A side effect of the Work From Home paradigm shift has been to drastically increase the size of your company’s network perimeter – with the potential for countless new security holes:
“The work-from-home (WFH) paradigm that has become the new normal in the age of coronavirus comes with exacerbated network security risk – as evidenced by growing a number of botnets and automated attacks that are taking advantage of known vulnerabilities in both consumer and corporate IT gear. The situation is forcing IT to adopt new strategies to gain visibility into their network environments.
According to Nate Warfield, senior security program manager at Microsoft, new vulnerabilities found in network and Internet-of-Things (IoT) equipment are being weaponized by cybercriminals within days of disclosure – and sometimes hours. And the attack surface continues to widen tremendously since most office jobs have been reconfigured into telecommuting positions.“
In the past, a lot of IT professionals have had this mindset: “What happens when the user walks out the office door is none of my concern.” That was never true, but it seemed like a harmless enough viewpoint and was certainly an easy way of looking at it. Anyone who has realized the gravity of the above excerpt will have changed their viewpoint by now.
“We’re talking old routers, unpatched routers, possibly hacked routers – but also Samsung Smart TVs and that IoT refrigerator that everybody thought was so cool. Yeah, that’s also on your corporate network now, because it’s connected to your home user’s network and therefore is now a possible proxy back into your corporate network.”
The Internet of Things (IoT) is like a genie. “I wish for my network coffee maker to synchronize with my WiFi toilet, so that the tank is at the most efficient water level for my regular, er – visit – an hour after my last cup.”
The problem: There are evil genies in some bottles. You get what you wish for, but in a way that you later severely regret. Before you know it, you’re spending the next 1000 years stuffed in a lamp with Gilbert Gottfried.
The issue of course is that consumer-grade devices and commodity hardware can suffer from a lack of security-by-design, with issues like default passwords that consumers don’t know to change, as well as security vulnerabilities.
Using tools like the Shodan search engine, Warfield pointed out that it’s a trivial matter to uncover vulnerable devices, many of which are using basic HTTP authentication, no SSL encryption and no two-factor authentication.
“All of the IoT and home media devices are all things you can find on Shodan right now, with just a quick search,” he said.
Obviously, your company is not about to start regulating your home devices and network. They can’t, and they won’t. This is where the old prayer comes into play: “Give me the strength to change the things I can, the peace to accept the things I can’t, and the wisdom to know the difference.”
IT professionals in charge of corporate security can’t change the user’s home IoT or network – but they CAN change how the user is allowed to access corporate assets from home, and how the endpoints are monitored. I make the following three recommendations as great proactive steps that can be taken to secure WFH users facing threats in their own homes:
1. Proper Access Control. Simple: Just because a user COULD connect to something from home – should they? If, for example, a user doesn’t need VPN access to the corporate network – don’t give it to them. User access should be set up according to the principle of least privilege.
2. Multifactor Authentication (MFA) on Everything. Wherever possible, access to corporate assets needs to be secured by MFA. Lone passwords are no longer enough to protect sensitive systems – and home vulnerabilities leave users too open to password compromise in unexpected ways.

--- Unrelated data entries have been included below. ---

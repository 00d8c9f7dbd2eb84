// Background observation of URL streams.

mod helpers;

use std::sync::Arc;

use futures::stream;

use helpers::{checker_with, mock_classifier, phishing_verdict, StubSignals};
use pikephish::{observe_urls, CheckSource, ObservationSummary};

fn lines(items: &[&str]) -> impl futures::Stream<Item = String> + Unpin {
    stream::iter(items.iter().map(|s| s.to_string()).collect::<Vec<_>>())
}

#[tokio::test]
async fn test_observe_skips_non_urls_and_records_background_checks() {
    let (_server, classifier) = mock_classifier(2, phishing_verdict());
    let checker = Arc::new(checker_with(StubSignals::serving("<p>hi</p>"), classifier, 15).await);

    let summary = observe_urls(
        Arc::clone(&checker),
        lines(&[
            "https://one.example/login",
            "just some copied text",
            "",
            "http://two.example",
            "ftp://files.example",
        ]),
        4,
    )
    .await;

    assert_eq!(
        summary,
        ObservationSummary {
            observed: 2,
            skipped: 3,
            phishing: 2,
            failed: 0,
        }
    );

    let rows = checker.store().all().await.expect("snapshot");
    assert_eq!(rows.len(), 2);
    assert!(rows.iter().all(|r| r.source == CheckSource::Background));
}

#[tokio::test]
async fn test_observe_repeated_url_is_served_from_cache() {
    let (_server, classifier) = mock_classifier(1, phishing_verdict());
    let checker = Arc::new(checker_with(StubSignals::serving("<p>hi</p>"), classifier, 15).await);

    // Concurrency of one keeps the second check behind the first write
    let summary = observe_urls(
        Arc::clone(&checker),
        lines(&["https://repeat.example", "https://repeat.example/other"]),
        1,
    )
    .await;

    assert_eq!(summary.observed, 2);
    assert_eq!(summary.phishing, 2);
    assert_eq!(checker.store().count().await.expect("count"), 1);
}

#[tokio::test]
async fn test_observe_counts_classifier_failures() {
    let server = httptest::Server::run();
    server.expect(
        httptest::Expectation::matching(httptest::matchers::request::method_path(
            "POST", "/predict",
        ))
        .times(2)
        .respond_with(httptest::responders::status_code(503)),
    );
    let classifier = helpers::classifier_for(&server);
    let checker = Arc::new(checker_with(StubSignals::serving("<p>hi</p>"), classifier, 15).await);

    let summary = observe_urls(
        Arc::clone(&checker),
        lines(&["https://a.example", "https://b.example"]),
        2,
    )
    .await;

    assert_eq!(summary.failed, 2);
    assert_eq!(summary.phishing, 0);
    assert_eq!(checker.store().count().await.expect("count"), 0);
}

#[tokio::test]
async fn test_observe_empty_stream() {
    let (_server, classifier) = mock_classifier(0, phishing_verdict());
    let checker = Arc::new(checker_with(StubSignals::serving(""), classifier, 15).await);

    let summary = observe_urls(checker, lines(&[]), 8).await;
    assert_eq!(summary, ObservationSummary::default());
}
//! HTTP client initialization.
//!
//! This module provides functions to initialize the two HTTP clients: one for
//! fetching the scanned page and one for talking to the classifier.

use std::sync::Arc;
use std::time::Duration;

use crate::config::{Config, MAX_REDIRECT_HOPS};
use reqwest::ClientBuilder;

/// Initializes the page-fetch HTTP client.
///
/// Creates a `reqwest::Client` configured with:
/// - Identifying User-Agent header from config
/// - Separate connect and read timeouts (15s each by default)
/// - Redirect following enabled (up to `MAX_REDIRECT_HOPS`)
/// - Rustls TLS backend (no native TLS)
///
/// # Errors
///
/// Returns a `reqwest::Error` if client creation fails.
pub fn init_client(config: &Config) -> Result<Arc<reqwest::Client>, reqwest::Error> {
    let client = ClientBuilder::new()
        .connect_timeout(Duration::from_secs(config.fetch_connect_timeout_seconds))
        .read_timeout(Duration::from_secs(config.fetch_read_timeout_seconds))
        .redirect(reqwest::redirect::Policy::limited(MAX_REDIRECT_HOPS))
        .user_agent(config.user_agent.clone())
        .build()?;
    Ok(Arc::new(client))
}

/// Initializes the HTTP client used for classifier requests.
///
/// The classifier is a plain JSON service; redirects are not followed so a
/// misconfigured base URL fails loudly instead of posting features elsewhere.
///
/// # Errors
///
/// Returns a `reqwest::Error` if client creation fails.
pub fn init_classifier_client(config: &Config) -> Result<Arc<reqwest::Client>, reqwest::Error> {
    let timeout = Duration::from_secs(config.classifier_timeout_seconds);
    let client = ClientBuilder::new()
        .connect_timeout(timeout)
        .timeout(timeout)
        .redirect(reqwest::redirect::Policy::none())
        .build()?;
    Ok(Arc::new(client))
}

3. Managed Detection and Response (MDR). Think about it: for businesses who have sent a lot of their office staff to WFH, all that money spent on office network security equipment may seem moot now. While that isn’t true, it is true that users are now located in networks far less protected than before. The answer to this is MDR:
Managed Detection and Response (MDR) is a managed cyber security service that provides intrusion detection of malware and malicious activity in your network, and assists in rapid incident response to eliminate those threats with succinct remediation actions. MDR typically combines a technology solution with outsourced security analysts that extend your technologies and team.
Using an MDR solution integrated with endpoint management tools on workstations, corporate security is able extend a measure of protection to the computer itself in a way not covered by something like antivirus, looking for suspicious behavior or unusual network traffic on the machine – and take action if any red flags are thrown, such as killing the internet connection until the threat is determined. I attended a virtual cybersecurity convention last week in which the VP of a major cyberinsurance firm flatly said they aren’t interested in covering any businesses not using MDR going forward – so expect this to grow in importance.